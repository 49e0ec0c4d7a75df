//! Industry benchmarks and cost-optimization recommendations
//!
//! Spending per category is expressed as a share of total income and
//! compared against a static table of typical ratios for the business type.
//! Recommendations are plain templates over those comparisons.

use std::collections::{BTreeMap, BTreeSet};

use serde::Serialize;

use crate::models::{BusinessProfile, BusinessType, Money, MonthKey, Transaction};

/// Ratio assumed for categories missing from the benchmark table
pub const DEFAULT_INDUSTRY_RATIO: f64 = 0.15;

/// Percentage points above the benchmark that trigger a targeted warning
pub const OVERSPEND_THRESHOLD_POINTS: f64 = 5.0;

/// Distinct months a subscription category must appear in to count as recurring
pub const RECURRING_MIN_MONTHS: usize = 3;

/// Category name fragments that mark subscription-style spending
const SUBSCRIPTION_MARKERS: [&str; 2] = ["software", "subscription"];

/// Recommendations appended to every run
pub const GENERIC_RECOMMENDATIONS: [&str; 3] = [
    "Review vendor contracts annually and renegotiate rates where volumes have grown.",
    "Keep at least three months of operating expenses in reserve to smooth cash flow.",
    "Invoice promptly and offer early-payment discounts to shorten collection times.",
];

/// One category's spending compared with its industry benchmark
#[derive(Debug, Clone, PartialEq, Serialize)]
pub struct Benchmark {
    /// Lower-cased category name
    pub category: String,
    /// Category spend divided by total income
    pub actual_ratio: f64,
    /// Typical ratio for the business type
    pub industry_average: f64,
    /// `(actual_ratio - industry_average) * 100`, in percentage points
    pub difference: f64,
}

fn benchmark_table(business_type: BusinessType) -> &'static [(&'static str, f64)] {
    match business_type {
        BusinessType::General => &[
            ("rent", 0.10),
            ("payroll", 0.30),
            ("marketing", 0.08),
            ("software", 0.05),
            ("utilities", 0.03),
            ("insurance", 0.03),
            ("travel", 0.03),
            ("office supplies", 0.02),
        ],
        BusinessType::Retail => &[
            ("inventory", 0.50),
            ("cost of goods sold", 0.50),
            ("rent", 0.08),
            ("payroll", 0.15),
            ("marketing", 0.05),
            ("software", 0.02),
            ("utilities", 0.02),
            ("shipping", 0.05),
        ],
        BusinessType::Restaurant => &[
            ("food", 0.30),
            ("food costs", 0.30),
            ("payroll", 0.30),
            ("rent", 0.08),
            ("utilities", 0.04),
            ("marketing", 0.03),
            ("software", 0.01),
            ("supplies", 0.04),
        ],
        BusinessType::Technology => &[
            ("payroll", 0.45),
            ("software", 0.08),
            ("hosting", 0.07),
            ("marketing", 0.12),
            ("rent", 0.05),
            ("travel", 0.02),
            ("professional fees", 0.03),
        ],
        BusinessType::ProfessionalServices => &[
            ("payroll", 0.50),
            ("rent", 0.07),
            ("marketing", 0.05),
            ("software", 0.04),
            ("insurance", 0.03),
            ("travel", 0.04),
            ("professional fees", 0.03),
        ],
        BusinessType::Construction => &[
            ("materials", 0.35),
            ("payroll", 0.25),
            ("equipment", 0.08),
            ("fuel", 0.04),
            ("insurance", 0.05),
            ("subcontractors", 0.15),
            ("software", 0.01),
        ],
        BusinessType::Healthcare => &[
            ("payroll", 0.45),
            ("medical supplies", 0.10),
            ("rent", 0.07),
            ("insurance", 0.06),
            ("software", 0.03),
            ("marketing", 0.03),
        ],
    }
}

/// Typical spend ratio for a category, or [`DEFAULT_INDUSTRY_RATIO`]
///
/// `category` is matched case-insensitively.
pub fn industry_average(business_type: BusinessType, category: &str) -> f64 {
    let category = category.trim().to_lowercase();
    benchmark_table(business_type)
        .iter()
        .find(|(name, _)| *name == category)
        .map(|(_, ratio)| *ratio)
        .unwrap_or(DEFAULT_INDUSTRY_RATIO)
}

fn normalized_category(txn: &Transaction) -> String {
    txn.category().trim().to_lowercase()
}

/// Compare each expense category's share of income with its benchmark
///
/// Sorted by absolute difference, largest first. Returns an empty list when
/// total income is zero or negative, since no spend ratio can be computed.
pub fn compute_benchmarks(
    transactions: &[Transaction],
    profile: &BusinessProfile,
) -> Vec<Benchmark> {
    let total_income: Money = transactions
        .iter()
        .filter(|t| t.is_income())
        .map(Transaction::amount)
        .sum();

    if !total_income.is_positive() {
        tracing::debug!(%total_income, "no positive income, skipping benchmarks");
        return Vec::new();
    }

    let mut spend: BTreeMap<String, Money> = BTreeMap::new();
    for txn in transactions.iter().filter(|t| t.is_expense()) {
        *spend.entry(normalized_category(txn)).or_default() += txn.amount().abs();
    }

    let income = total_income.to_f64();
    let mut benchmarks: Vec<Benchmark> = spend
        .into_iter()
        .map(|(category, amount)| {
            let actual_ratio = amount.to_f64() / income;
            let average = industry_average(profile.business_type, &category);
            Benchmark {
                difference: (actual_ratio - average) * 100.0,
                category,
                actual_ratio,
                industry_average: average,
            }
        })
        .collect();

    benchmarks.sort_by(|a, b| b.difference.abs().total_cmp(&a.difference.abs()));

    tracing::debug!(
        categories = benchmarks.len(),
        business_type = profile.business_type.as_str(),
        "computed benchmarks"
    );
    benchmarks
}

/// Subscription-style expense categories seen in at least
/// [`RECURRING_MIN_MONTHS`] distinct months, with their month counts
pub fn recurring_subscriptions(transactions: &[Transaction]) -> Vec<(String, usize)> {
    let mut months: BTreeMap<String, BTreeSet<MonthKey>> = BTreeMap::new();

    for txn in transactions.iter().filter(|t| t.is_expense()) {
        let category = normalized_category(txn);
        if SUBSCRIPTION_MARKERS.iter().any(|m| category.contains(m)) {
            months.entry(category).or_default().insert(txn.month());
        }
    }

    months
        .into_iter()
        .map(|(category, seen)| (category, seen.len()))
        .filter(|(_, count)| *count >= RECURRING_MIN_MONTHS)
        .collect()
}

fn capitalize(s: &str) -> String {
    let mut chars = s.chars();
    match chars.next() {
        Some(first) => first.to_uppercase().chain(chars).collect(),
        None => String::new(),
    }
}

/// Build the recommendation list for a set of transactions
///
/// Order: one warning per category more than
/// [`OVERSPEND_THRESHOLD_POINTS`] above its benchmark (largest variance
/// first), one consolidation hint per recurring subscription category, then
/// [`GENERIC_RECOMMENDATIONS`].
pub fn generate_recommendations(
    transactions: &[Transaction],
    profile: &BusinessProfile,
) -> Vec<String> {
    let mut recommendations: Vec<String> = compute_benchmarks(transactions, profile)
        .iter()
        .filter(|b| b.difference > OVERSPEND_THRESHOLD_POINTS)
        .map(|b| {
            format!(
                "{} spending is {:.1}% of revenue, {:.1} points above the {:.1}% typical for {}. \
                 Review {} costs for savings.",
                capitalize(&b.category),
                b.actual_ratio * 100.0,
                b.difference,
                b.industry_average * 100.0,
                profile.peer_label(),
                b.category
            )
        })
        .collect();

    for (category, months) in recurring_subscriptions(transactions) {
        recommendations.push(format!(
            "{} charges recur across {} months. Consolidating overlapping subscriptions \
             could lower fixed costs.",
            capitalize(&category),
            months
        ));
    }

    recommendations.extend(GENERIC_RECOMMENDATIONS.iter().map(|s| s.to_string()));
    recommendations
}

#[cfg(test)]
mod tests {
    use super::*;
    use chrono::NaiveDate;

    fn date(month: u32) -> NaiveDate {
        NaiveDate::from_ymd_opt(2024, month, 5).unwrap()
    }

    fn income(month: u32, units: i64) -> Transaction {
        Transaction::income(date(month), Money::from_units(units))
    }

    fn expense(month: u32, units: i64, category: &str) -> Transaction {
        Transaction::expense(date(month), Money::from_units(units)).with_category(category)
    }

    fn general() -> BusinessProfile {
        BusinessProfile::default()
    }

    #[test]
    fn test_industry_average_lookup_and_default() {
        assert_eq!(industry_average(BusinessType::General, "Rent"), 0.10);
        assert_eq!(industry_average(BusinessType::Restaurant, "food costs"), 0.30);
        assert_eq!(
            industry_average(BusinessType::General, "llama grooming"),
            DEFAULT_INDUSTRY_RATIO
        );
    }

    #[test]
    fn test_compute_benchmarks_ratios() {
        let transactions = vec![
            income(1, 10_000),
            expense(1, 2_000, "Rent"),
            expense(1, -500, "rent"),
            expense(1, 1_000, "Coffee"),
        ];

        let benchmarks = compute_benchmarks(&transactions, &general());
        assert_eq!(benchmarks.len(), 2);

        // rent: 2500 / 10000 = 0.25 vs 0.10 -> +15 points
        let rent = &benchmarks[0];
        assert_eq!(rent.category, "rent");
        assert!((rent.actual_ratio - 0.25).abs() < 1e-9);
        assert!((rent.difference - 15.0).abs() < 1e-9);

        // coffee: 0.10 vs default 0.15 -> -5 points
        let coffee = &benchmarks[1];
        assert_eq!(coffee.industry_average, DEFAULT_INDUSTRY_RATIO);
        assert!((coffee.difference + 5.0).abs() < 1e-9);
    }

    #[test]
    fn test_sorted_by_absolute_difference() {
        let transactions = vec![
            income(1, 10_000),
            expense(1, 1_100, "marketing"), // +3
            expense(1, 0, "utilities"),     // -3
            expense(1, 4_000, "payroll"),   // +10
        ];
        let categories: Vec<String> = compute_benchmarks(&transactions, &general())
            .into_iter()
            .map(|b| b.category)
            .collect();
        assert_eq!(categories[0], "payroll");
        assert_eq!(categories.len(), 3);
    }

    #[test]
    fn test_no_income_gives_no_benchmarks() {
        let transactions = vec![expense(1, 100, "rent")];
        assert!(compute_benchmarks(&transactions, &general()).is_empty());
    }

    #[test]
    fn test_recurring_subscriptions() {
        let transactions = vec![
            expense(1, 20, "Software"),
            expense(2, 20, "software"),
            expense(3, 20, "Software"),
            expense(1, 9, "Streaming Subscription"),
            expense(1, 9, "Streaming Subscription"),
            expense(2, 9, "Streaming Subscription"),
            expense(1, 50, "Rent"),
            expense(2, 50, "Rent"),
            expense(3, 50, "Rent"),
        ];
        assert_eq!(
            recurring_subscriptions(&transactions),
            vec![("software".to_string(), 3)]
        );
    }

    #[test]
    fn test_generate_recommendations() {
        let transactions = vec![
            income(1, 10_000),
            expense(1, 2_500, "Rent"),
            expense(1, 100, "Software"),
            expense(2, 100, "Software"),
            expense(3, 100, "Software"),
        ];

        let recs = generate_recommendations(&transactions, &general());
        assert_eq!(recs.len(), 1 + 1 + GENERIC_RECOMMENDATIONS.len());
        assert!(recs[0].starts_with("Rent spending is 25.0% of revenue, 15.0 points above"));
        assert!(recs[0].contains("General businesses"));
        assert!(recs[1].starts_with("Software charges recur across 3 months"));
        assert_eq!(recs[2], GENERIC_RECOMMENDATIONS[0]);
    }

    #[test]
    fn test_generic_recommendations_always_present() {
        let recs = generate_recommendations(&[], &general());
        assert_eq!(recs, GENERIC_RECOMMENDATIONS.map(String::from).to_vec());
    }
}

--

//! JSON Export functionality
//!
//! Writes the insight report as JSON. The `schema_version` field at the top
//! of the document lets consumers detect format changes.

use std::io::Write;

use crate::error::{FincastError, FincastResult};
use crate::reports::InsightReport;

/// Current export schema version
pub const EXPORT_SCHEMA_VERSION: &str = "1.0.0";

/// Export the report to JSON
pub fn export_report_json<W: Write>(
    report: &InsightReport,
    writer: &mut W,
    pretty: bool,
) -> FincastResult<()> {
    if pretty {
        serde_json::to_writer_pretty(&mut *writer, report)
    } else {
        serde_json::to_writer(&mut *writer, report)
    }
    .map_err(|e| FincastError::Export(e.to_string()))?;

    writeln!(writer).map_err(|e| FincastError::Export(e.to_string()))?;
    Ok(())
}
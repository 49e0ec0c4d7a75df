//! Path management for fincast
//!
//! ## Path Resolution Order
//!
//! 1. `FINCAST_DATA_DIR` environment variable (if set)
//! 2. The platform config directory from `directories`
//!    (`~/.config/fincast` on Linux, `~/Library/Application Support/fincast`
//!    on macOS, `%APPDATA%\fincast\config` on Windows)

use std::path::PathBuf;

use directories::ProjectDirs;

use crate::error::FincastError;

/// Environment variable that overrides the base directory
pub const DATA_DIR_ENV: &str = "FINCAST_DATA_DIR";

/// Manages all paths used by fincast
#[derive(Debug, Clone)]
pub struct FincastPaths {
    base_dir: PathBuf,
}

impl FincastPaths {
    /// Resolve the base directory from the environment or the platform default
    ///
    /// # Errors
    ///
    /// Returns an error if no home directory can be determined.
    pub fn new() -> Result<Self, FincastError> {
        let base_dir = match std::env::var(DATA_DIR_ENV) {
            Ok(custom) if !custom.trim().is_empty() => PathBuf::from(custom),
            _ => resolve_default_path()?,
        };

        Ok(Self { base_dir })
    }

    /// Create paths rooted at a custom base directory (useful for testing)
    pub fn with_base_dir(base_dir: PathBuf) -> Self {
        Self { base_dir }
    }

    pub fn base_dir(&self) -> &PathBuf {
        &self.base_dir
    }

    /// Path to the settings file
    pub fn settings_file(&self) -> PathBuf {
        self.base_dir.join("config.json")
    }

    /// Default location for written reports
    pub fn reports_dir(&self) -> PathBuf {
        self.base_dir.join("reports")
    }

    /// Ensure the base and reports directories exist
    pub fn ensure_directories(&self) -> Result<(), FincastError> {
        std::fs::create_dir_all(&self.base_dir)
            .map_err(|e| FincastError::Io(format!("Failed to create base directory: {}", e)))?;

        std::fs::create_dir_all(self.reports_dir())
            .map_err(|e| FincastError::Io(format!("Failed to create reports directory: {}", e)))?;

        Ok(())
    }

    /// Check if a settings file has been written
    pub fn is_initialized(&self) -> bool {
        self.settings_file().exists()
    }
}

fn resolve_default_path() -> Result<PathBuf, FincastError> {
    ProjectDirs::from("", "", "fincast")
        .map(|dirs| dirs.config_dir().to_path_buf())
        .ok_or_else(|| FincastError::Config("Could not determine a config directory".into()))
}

** Work item **
Among the lines of the data, some may include "writer" as a word or string; report how many, and nothing else.

** Answer space **
4